START INFORMATION
//! HTTP request/response types exchanged with the transport.
//!
//! # Design
//! Requests and responses are plain data. The client builds an `HttpRequest`,
//! hands it to a `Transport`, and classifies the `HttpResponse` that comes
//! back, so the classifier never touches the network and can be driven by
//! scripted responses in tests.
//!
//! Header names are compared case-insensitively; transports are expected to
//! deliver them lower-cased but lookups do not rely on it.

use std::fmt;

use serde::{Deserialize, Serialize};

/// HTTP method for a request.
#[derive(Debug, Clone, Copy, PartialEq, Eq, Hash, Serialize, Deserialize)]
pub enum HttpMethod {
    Get,
    Post,
    Put,
    Delete,
}

impl HttpMethod {
    pub fn as_str(self) -> &'static str {
        match self {
            HttpMethod::Get => "GET",
            HttpMethod::Post => "POST",
            HttpMethod::Put => "PUT",
            HttpMethod::Delete => "DELETE",
        }
    }
}

impl fmt::Display for HttpMethod {
    fn fmt(&self, f: &mut fmt::Formatter<'_>) -> fmt::Result {
        f.write_str(self.as_str())
    }
}

/// An HTTP request described as plain data.
///
/// `url` is absolute and already carries the encoded query string.
#[derive(Debug, Clone, PartialEq, Eq)]
pub struct HttpRequest {
    pub method: HttpMethod,
    pub url: String,
    pub headers: Vec<(String, String)>,
    pub body: Option<String>,
}

/// An HTTP response described as plain data.
#[derive(Debug, Clone, PartialEq, Eq, Serialize, Deserialize)]
pub struct HttpResponse {
    pub status: u16,
    pub headers: Vec<(String, String)>,
    pub body: String,
}

impl HttpResponse {
    pub fn new(status: u16, body: impl Into<String>) -> Self {
        Self {
            status,
            headers: Vec::new(),
            body: body.into(),
        }
    }

    pub fn with_header(mut self, name: impl Into<String>, value: impl Into<String>) -> Self {
        self.headers.push((name.into(), value.into()));
        self
    }

    /// First value of `name`, compared case-insensitively.
    pub fn header(&self, name: &str) -> Option<&str> {
        self.headers
            .iter()
            .find(|(key, _)| key.eq_ignore_ascii_case(name))
            .map(|(_, value)| value.as_str())
    }

    pub fn is_success(&self) -> bool {
        (200..300).contains(&self.status)
    }

    /// Whether the body is declared as JSON. A missing content type counts as
    /// JSON since the remote API omits it on some error paths.
    pub fn declares_json(&self) -> bool {
        match self.header("content-type") {
            None => true,
            Some(value) => {
                let mime = value.split(';').next().unwrap_or("").trim();
                mime.eq_ignore_ascii_case("application/json") || mime.ends_with("+json")
            }
        }
    }
}

#[cfg(test)]
mod tests {
    use super::*;

    #[test]
    fn header_lookup_ignores_case() {
        let response = HttpResponse::new(201, "").with_header("X-Created", "42");
        assert_eq!(response.header("x-created"), Some("42"));
        assert_eq!(response.header("location"), None);
    }

    #[test]
    fn json_declaration() {
        let plain = HttpResponse::new(200, "{}");
        assert!(plain.declares_json());

        let json = HttpResponse::new(200, "{}").with_header("content-type", "application/json; charset=utf-8");
        assert!(json.declares_json());

        let html = HttpResponse::new(200, "<html>").with_header("content-type", "text/html");
        assert!(!html.declares_json());
    }

    #[test]
    fn success_range() {
        assert!(HttpResponse::new(204, "").is_success());
        assert!(!HttpResponse::new(303, "").is_success());
        assert!(!HttpResponse::new(400, "").is_success());
    }
}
END INFORMATION
### WHAT THE TASK ASKS
Return the full listing, character for character.

### SOLUTION FOR THIS TASK
//! HTTP request/response types exchanged with the transport.
//!
//! # Design
//! Requests and responses are plain data. The client builds an `HttpRequest`,
//! hands it to a `Transport`, and classifies the `HttpResponse` that comes
//! back, so the classifier never touches the network and can be driven by
//! scripted responses in tests.
//!
//! Header names are compared case-insensitively; transports are expected to
//! deliver them lower-cased but lookups do not rely on it.

use std::fmt;

use serde::{Deserialize, Serialize};

/// HTTP method for a request.
#[derive(Debug, Clone, Copy, PartialEq, Eq, Hash, Serialize, Deserialize)]
pub enum HttpMethod {
    Get,
    Post,
    Put,
    Delete,
}

impl HttpMethod {
    pub fn as_str(self) -> &'static str {
        match self {
            HttpMethod::Get => "GET",
            HttpMethod::Post => "POST",
            HttpMethod::Put => "PUT",
            HttpMethod::Delete => "DELETE",
        }
    }
}

impl fmt::Display for HttpMethod {
    fn fmt(&self, f: &mut fmt::Formatter<'_>) -> fmt::Result {
        f.write_str(self.as_str())
    }
}

/// An HTTP request described as plain data.
///
/// `url` is absolute and already carries the encoded query string.
#[derive(Debug, Clone, PartialEq, Eq)]
pub struct HttpRequest {
    pub method: HttpMethod,
    pub url: String,
    pub headers: Vec<(String, String)>,
    pub body: Option<String>,
}

/// An HTTP response described as plain data.
#[derive(Debug, Clone, PartialEq, Eq, Serialize, Deserialize)]
pub struct HttpResponse {
    pub status: u16,
    pub headers: Vec<(String, String)>,
    pub body: String,
}

impl HttpResponse {
    pub fn new(status: u16, body: impl Into<String>) -> Self {
        Self {
            status,
            headers: Vec::new(),
            body: body.into(),
        }
    }

    pub fn with_header(mut self, name: impl Into<String>, value: impl Into<String>) -> Self {
        self.headers.push((name.into(), value.into()));
        self
    }

    /// First value of `name`, compared case-insensitively.
    pub fn header(&self, name: &str) -> Option<&str> {
        self.headers
            .iter()
            .find(|(key, _)| key.eq_ignore_ascii_case(name))
            .map(|(_, value)| value.as_str())
    }

    pub fn is_success(&self) -> bool {
        (200..300).contains(&self.status)
    }

    /// Whether the body is declared as JSON. A missing content type counts as
    /// JSON since the remote API omits it on some error paths.
    pub fn declares_json(&self) -> bool {
        match self.header("content-type") {
            None => true,
            Some(value) => {
                let mime = value.split(';').next().unwrap_or("").trim();
                mime.eq_ignore_ascii_case("application/json") || mime.ends_with("+json")
            }
        }
    }
}

#[cfg(test)]
mod tests {
    use super::*;

    #[test]
    fn header_lookup_ignores_case() {
        let response = HttpResponse::new(201, "").with_header("X-Created", "42");
        assert_eq!(response.header("x-created"), Some("42"));
        assert_eq!(response.header("location"), None);
    }

    #[test]
    fn json_declaration() {
        let plain = HttpResponse::new(200, "{}");
        assert!(plain.declares_json());

        let json = HttpResponse::new(200, "{}").with_header("content-type", "application/json; charset=utf-8");
        assert!(json.declares_json());

        let html = HttpResponse::new(200, "<html>").with_header("content-type", "text/html");
        assert!(!html.declares_json());
    }

    #[test]
    fn success_range() {
        assert!(HttpResponse::new(204, "").is_success());
        assert!(!HttpResponse::new(303, "").is_success());
        assert!(!HttpResponse::new(400, "").is_success());
    }
}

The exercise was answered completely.